__PROBLEM__
The material below contains a line with "fn fixed_width() ->" and a line with "let since_epoch = value". Copy exactly those two lines and all lines between them.

__RECORDS__

------------------------------

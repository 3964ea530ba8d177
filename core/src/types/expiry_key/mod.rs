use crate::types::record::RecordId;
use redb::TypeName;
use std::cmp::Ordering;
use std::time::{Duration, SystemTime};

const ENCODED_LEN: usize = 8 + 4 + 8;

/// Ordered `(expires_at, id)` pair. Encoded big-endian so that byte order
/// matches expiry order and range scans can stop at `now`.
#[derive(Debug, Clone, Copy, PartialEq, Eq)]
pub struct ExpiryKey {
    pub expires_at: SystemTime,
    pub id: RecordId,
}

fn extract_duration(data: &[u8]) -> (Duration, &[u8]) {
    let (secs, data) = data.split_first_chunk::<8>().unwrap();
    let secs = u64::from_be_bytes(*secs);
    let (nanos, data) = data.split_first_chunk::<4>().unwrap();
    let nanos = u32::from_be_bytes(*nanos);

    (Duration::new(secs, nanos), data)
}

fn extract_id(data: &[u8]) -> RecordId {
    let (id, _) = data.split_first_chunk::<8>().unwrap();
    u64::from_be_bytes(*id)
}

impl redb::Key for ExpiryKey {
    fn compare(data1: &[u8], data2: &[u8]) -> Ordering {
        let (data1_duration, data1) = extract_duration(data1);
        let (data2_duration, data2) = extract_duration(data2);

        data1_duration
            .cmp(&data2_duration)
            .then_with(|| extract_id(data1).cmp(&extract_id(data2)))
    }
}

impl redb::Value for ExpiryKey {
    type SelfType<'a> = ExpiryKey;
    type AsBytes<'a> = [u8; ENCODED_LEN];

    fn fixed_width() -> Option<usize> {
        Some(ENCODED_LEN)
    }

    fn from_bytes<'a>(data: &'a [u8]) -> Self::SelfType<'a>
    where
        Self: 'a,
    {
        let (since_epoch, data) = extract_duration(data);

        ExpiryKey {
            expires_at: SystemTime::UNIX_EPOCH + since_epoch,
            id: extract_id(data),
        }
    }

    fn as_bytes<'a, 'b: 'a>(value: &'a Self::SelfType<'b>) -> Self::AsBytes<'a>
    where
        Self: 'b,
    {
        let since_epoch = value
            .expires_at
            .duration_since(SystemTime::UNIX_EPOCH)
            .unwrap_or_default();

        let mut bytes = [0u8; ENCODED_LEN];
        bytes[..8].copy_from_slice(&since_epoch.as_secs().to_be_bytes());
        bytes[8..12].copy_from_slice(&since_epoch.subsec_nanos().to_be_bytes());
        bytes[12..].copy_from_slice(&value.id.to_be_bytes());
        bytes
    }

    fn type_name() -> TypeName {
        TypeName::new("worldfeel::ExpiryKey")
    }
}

------------------------------

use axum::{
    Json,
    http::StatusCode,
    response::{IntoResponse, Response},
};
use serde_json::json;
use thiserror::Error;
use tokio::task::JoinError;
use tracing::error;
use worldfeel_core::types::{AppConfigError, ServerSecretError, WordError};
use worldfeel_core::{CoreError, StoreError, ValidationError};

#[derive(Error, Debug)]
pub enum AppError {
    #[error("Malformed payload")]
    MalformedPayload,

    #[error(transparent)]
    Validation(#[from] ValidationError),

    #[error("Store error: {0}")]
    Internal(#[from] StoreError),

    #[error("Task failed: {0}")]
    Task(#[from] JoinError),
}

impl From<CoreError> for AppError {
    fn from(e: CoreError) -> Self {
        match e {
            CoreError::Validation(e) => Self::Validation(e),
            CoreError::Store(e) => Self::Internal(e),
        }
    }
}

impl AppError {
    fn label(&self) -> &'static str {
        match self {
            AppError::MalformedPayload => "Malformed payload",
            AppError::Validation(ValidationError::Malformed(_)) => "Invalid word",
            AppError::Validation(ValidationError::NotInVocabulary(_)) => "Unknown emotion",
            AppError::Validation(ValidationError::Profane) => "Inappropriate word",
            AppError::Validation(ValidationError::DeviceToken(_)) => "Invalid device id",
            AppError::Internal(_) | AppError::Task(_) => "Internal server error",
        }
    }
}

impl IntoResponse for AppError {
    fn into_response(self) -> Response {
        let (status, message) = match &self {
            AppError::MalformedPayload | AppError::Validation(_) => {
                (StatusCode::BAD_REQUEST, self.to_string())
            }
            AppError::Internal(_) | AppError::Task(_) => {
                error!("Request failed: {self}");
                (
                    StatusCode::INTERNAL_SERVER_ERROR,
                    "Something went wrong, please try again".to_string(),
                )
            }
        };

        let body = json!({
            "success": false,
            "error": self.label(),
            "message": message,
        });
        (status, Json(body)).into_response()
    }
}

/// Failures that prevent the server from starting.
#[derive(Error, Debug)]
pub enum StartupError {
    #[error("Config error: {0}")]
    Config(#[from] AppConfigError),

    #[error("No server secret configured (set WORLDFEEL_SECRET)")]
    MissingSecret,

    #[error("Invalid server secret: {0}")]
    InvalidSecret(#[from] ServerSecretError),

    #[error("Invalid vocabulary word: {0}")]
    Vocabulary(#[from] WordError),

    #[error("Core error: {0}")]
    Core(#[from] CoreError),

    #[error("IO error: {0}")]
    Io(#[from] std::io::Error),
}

------------------------------

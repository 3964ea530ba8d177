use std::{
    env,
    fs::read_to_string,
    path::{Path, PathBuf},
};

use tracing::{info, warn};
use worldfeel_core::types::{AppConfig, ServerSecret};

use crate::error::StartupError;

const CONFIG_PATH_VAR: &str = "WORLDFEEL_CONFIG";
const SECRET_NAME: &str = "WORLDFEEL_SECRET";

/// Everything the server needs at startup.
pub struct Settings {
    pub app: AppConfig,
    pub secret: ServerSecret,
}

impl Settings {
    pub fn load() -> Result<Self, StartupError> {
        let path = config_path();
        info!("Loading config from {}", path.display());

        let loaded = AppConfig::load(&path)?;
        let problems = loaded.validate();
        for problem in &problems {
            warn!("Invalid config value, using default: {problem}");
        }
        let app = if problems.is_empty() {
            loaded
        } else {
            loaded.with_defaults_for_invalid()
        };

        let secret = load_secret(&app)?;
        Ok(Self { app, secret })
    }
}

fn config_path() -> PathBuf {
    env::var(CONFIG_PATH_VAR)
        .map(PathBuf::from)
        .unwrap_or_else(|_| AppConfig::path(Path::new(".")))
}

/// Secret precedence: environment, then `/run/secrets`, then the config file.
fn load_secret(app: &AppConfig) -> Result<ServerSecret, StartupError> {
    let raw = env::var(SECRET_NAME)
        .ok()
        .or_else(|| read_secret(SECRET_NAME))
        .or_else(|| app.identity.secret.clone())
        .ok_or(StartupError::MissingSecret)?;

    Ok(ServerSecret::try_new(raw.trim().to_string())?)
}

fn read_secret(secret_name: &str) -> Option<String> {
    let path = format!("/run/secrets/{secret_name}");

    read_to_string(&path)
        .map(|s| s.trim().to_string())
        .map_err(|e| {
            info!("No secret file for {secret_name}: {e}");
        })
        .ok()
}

------------------------------

__RESPONSE AREA__
    fn fixed_width() -> Option<usize> {
        Some(ENCODED_LEN)
    }

    fn from_bytes<'a>(data: &'a [u8]) -> Self::SelfType<'a>
    where
        Self: 'a,
    {
        let (since_epoch, data) = extract_duration(data);

        ExpiryKey {
            expires_at: SystemTime::UNIX_EPOCH + since_epoch,
            id: extract_id(data),
        }
    }

    fn as_bytes<'a, 'b: 'a>(value: &'a Self::SelfType<'b>) -> Self::AsBytes<'a>
    where
        Self: 'b,
    {
        let since_epoch = value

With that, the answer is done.